I am the type of person who hates explaining herself. I would much rather hide under the covers, look away, recede.
It was a muted summer, with a room with a view. It was getting drunk with friends for the very first time. It was relocating and standing up for myself. It was my head in his hands, listening to him tell me to be safe. Too bad I’m not so good at that.
People like my brother are troublemakers. People like me are trouble-seekers. Once I moved away from family for the final time I locked myself in crisis mode and now I can’t seem to get out. I pick fights and I push buttons. I kick up dirt and slam my palms against chain-link fences. When all you’ve ever known is the transience of stability, it’s hard to get comfortable.
It was a wringing of the hands and rapid thoughts, heart beating so fast at the danger I couldn’t see. I spent days on end blankly refreshing the browser again and again hoping I’d find connection. I sat very, very still in a city of commuters. Every morning I woke up to the sound of children playing and praying next door. Every night I begged for sleep so I wouldn’t be tempted to literally tear my skin off. I walked barefoot around the block asking the homeless where the hell I could buy some chocolate milk at 1am, glints from stray cats’ eyes and dusty neon signs lighting my way around the city. Keys failed. Pills failed. Dismissive comments from my therapist failed. Sex, anger, and intoxication were the only things that made me feel alive.
When I started to try to separate myself from the things that were making me feel detached and unreal, I started to become completely unhinged.
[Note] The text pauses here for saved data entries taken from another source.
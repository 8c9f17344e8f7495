use crate::cli::commands::open_session;
use crate::cli::parser::Commands;
use crate::config::Config;
use crate::errors::AppResult;
use crate::ui::terminal::TerminalSink;

pub fn handle(cmd: &Commands, cfg: &Config) -> AppResult<()> {
    if let Commands::List { period } = cmd {
        let mut session = open_session(cfg, TerminalSink::new())?;
        println!("📋 Punches ({}):\n", period.as_str());
        session.show_records(*period);
    }
    Ok(())
}
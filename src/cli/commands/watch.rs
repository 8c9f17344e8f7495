use crate::cli::commands::open_session;
use crate::cli::parser::Commands;
use crate::config::Config;
use crate::core::clock::Clock;
use crate::errors::AppResult;
use crate::ui::terminal::TerminalSink;
use std::thread;
use std::time::Duration;

/// Longest sleep between two passes over the timers.
const MAX_SLEEP_MS: i64 = 1_000;

/// Run the session loop until interrupted.
pub fn handle(cmd: &Commands, cfg: &Config) -> AppResult<()> {
    if let Commands::Watch { once } = cmd {
        let sink = if *once {
            TerminalSink::new()
        } else {
            TerminalSink::live()
        };
        let mut session = open_session(cfg, sink)?;
        session.startup();

        if *once {
            session.advance();
            return Ok(());
        }

        loop {
            let now_ms = session.clock().now_ms();
            let wait_ms = session
                .next_due()
                .map(|due| (due - now_ms).clamp(0, MAX_SLEEP_MS))
                .unwrap_or(MAX_SLEEP_MS);
            thread::sleep(Duration::from_millis(wait_ms as u64));
            session.advance();
        }
    }

    Ok(())
}
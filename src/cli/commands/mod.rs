pub mod config;
pub mod init;
pub mod list;
pub mod log;
pub mod punch;
pub mod schedule;
pub mod status;
pub mod watch;

use crate::config::Config;
use crate::core::clock::SystemClock;
use crate::core::session::{Session, Settings};
use crate::db::initialize::open_store;
use crate::db::pool::DbPool;
use crate::errors::AppResult;
use crate::ui::terminal::TerminalSink;

pub type CliSession = Session<DbPool, SystemClock, TerminalSink>;

/// Open the configured database and a session on top of it.
pub fn open_session(cfg: &Config, sink: TerminalSink) -> AppResult<CliSession> {
    let pool = open_store(cfg.database_path())?;
    Ok(Session::open(
        pool,
        SystemClock,
        sink,
        Settings::from_config(cfg),
    ))
}
use crate::cli::commands::open_session;
use crate::config::Config;
use crate::errors::AppResult;
use crate::ui::terminal::TerminalSink;

pub fn handle(cfg: &Config) -> AppResult<()> {
    let mut session = open_session(cfg, TerminalSink::new())?;
    if session.ledger().is_empty() {
        println!("No punches recorded yet.");
    }
    session.report();
    Ok(())
}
I started to feel everything that I had numbed before. There was jealousy and loneliness and so much anger.
However, there was also effusive love and friendship and intimacy and everything else I had almost forgotten. There were soft amber lights and laughter. There were arms wrapped each other’s shoulders as we stumbled down the streets in a joyous haze. For the first time in months, everything I wanted to say started to pour out and, instead of repelling others, it drew my most treasured friends closer. I became an open wound: stinging, putrid, raw, exposed.
I am a walking healing scar. I have never felt ready, and I don’t know if I ever will. I can’t emphasize how scared I’ve been of change and of my ability to function. For a brief moment each day I come back to the apartment, however, I smell cooling pastries on the table and sunlight peeking through the blinds. I go into the room and smell skin on blankets and turn on the comforting fairy light draped over our bed and I remember that this home’s been worth it, he’s worth it, and I’m certainly worth everything that’s happened.